Last week Jesse was about to torch Walt's house after realizing that it was Walt who poisoned Brock. Walt also gave his brother-in-law Hank, the DEA agent, a confession on a DVD, but by far it wasn't the confession that Hank was looking for. Walt very strategically placed Hank into the story as basically the drug ringleader. The creative minds at the writer's table couldn't have spun a better story. Hunk watches the video confession that Walt gave him and he realizes that it sounds so realistic that no one will believe Hank, who has only the truth to offer.
Jesse didn't burn down the house last week and while the viewers don't know why as of yet, they just know that the house was standing in a flash-forward of Walt during the first episode of the new season. What or who stopped Jesse from reducing Walt's place to cinders? Was Junior in the house? Maybe Skyler and the baby were home and he couldn't go through with it, or did Walt come home in the nick of time and catch him?

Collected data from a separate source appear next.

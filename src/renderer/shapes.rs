//! Shape tessellation for 2D primitives

use glam::Vec2;
use std::f32::consts::PI;

use super::vertex::{Vertex, colors};
use crate::sim::{Rect, RenderView};

/// Two triangles covering an axis-aligned rectangle
pub fn rect(r: &Rect, color: [f32; 4]) -> [Vertex; 6] {
    let (left, top, right, bottom) = (r.left(), r.top(), r.right(), r.bottom());
    [
        Vertex::new(left, top, color),
        Vertex::new(right, top, color),
        Vertex::new(left, bottom, color),
        Vertex::new(right, top, color),
        Vertex::new(right, bottom, color),
        Vertex::new(left, bottom, color),
    ]
}

/// Generate vertices for a filled circle
pub fn circle(center: Vec2, radius: f32, color: [f32; 4], segments: u32) -> Vec<Vertex> {
    let mut vertices = Vec::with_capacity((segments * 3) as usize);

    for i in 0..segments {
        let theta1 = (i as f32 / segments as f32) * 2.0 * PI;
        let theta2 = ((i + 1) as f32 / segments as f32) * 2.0 * PI;

        // Triangle from center to edge
        vertices.push(Vertex::new(center.x, center.y, color));
        vertices.push(Vertex::new(
            center.x + radius * theta1.cos(),
            center.y + radius * theta1.sin(),
            color,
        ));
        vertices.push(Vertex::new(
            center.x + radius * theta2.cos(),
            center.y + radius * theta2.sin(),
            color,
        ));
    }

    vertices
}

/// Segments used for coin discs
const COIN_SEGMENTS: u32 = 24;

/// Build the frame's vertex list from the simulation's read-only view:
/// platforms, then uncollected coins, then the player on top
pub fn scene(view: &RenderView) -> Vec<Vertex> {
    let mut vertices = Vec::new();

    for platform in view.platforms {
        vertices.extend_from_slice(&rect(platform, colors::PLATFORM));
    }

    for coin in view.coins {
        if !coin.collected {
            vertices.extend(circle(
                coin.rect.center(),
                coin.rect.w / 2.0,
                colors::COIN,
                COIN_SEGMENTS,
            ));
        }
    }

    vertices.extend_from_slice(&rect(&view.player, colors::PLAYER));

    vertices
}
//! Coin Dash - a coin-collecting 2D platformer
//!
//! Core modules:
//! - `sim`: Deterministic simulation (physics, collisions, level state)
//! - `renderer`: WebGPU rendering pipeline
//! - `tuning`: Gameplay configuration handed to the simulation at startup

pub mod renderer;
pub mod sim;
pub mod tuning;

pub use tuning::Tuning;

/// Game configuration constants
pub mod consts {
    use glam::Vec2;

    /// Fixed simulation timestep (60 Hz; one tick is one game frame)
    pub const SIM_DT: f32 = 1.0 / 60.0;
    /// Maximum substeps per animation frame to prevent spiral of death
    pub const MAX_SUBSTEPS: u32 = 4;

    /// Playfield dimensions
    pub const WINDOW_WIDTH: f32 = 800.0;
    pub const WINDOW_HEIGHT: f32 = 600.0;

    /// Player box size and spawn point (top-left corner, y grows down)
    pub const PLAYER_WIDTH: f32 = 30.0;
    pub const PLAYER_HEIGHT: f32 = 50.0;
    pub const PLAYER_SPAWN: Vec2 = Vec2::new(50.0, 500.0);

    /// Horizontal speed (units per tick)
    pub const PLAYER_SPEED: f32 = 5.0;
    /// Downward acceleration (units per tick squared)
    pub const GRAVITY: f32 = 0.7;
    /// Vertical velocity applied on jump (negative is up)
    pub const JUMP_FORCE: f32 = -18.0;
    /// Upward velocity is clamped to this when the jump key is released early
    pub const MIN_JUMP_FORCE: f32 = -10.0;

    /// Coin box size (the rendered disc has half this diameter as radius)
    pub const COIN_SIZE: f32 = 20.0;
    /// Distance from the right edge at which the collect-all-coins hint shows
    pub const EDGE_HINT_DISTANCE: f32 = 100.0;
}
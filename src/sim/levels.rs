//! Level layout tables
//!
//! Hand-tuned level geometry, compiled in. Each level is an ordered list of
//! platform rectangles plus an ordered list of coin origin points (top-left
//! corners). The tables are read-only; the game state clones fresh entities
//! from them on every level load.

use glam::Vec2;

use super::rect::Rect;

/// Number of levels; the sequence is cyclic
pub const LEVEL_COUNT: usize = 5;

/// Platform rectangles per level
pub static LEVELS: [&[Rect]; LEVEL_COUNT] = [
    // Level 1 - full floor with a few ledges
    &[
        Rect::new(0.0, 550.0, 800.0, 50.0),
        Rect::new(300.0, 400.0, 200.0, 20.0),
        Rect::new(100.0, 300.0, 200.0, 20.0),
        Rect::new(500.0, 300.0, 200.0, 20.0),
    ],
    // Level 2 - staircase climb
    &[
        Rect::new(0.0, 550.0, 800.0, 50.0),
        Rect::new(100.0, 450.0, 100.0, 20.0),
        Rect::new(300.0, 350.0, 100.0, 20.0),
        Rect::new(500.0, 250.0, 100.0, 20.0),
        Rect::new(700.0, 150.0, 100.0, 20.0),
    ],
    // Level 3 - gaps in the floor
    &[
        Rect::new(0.0, 550.0, 200.0, 50.0),
        Rect::new(300.0, 550.0, 200.0, 50.0),
        Rect::new(600.0, 550.0, 200.0, 50.0),
        Rect::new(200.0, 400.0, 100.0, 20.0),
        Rect::new(500.0, 400.0, 100.0, 20.0),
    ],
    // Level 4 - zig-zag ascent
    &[
        Rect::new(0.0, 550.0, 800.0, 50.0),
        Rect::new(100.0, 450.0, 100.0, 20.0),
        Rect::new(400.0, 350.0, 100.0, 20.0),
        Rect::new(200.0, 250.0, 100.0, 20.0),
        Rect::new(600.0, 200.0, 100.0, 20.0),
        Rect::new(300.0, 150.0, 100.0, 20.0),
    ],
    // Level 5 - sparse footing all the way up
    &[
        Rect::new(0.0, 550.0, 100.0, 50.0),
        Rect::new(200.0, 500.0, 100.0, 20.0),
        Rect::new(400.0, 450.0, 100.0, 20.0),
        Rect::new(600.0, 400.0, 100.0, 20.0),
        Rect::new(400.0, 300.0, 100.0, 20.0),
        Rect::new(200.0, 200.0, 100.0, 20.0),
        Rect::new(700.0, 150.0, 100.0, 20.0),
    ],
];

/// Coin origin points per level
pub static COIN_SPOTS: [&[Vec2]; LEVEL_COUNT] = [
    // Level 1 - 3 coins
    &[
        Vec2::new(400.0, 350.0),
        Vec2::new(150.0, 250.0),
        Vec2::new(600.0, 250.0),
    ],
    // Level 2 - 4 coins
    &[
        Vec2::new(150.0, 400.0),
        Vec2::new(350.0, 300.0),
        Vec2::new(550.0, 200.0),
        Vec2::new(750.0, 100.0),
    ],
    // Level 3 - 5 coins
    &[
        Vec2::new(100.0, 500.0),
        Vec2::new(400.0, 500.0),
        Vec2::new(700.0, 500.0),
        Vec2::new(250.0, 350.0),
        Vec2::new(550.0, 350.0),
    ],
    // Level 4 - 6 coins
    &[
        Vec2::new(150.0, 400.0),
        Vec2::new(450.0, 300.0),
        Vec2::new(250.0, 200.0),
        Vec2::new(650.0, 150.0),
        Vec2::new(350.0, 100.0),
        Vec2::new(50.0, 500.0),
    ],
    // Level 5 - 7 coins
    &[
        Vec2::new(50.0, 500.0),
        Vec2::new(250.0, 450.0),
        Vec2::new(450.0, 400.0),
        Vec2::new(650.0, 350.0),
        Vec2::new(450.0, 250.0),
        Vec2::new(250.0, 150.0),
        Vec2::new(750.0, 100.0),
    ],
];

/// Platform table for a level index
pub fn platforms(index: usize) -> &'static [Rect] {
    LEVELS[index % LEVEL_COUNT]
}

/// Coin origin table for a level index
pub fn coin_spots(index: usize) -> &'static [Vec2] {
    COIN_SPOTS[index % LEVEL_COUNT]
}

Jesse wants Walt to stop “handling him,” which is what Walt does to most folks in his circle, including his family. He gets them from point A to point B so it somehow benefits what's going on in his life at the time. Walt had Jesse convinced to disappear and viewers saw him waiting for the “vacuum man” to pick him up, but when the van shows up to whisk him to a new world and a new identity, Jesse sets off to torch Walt's house.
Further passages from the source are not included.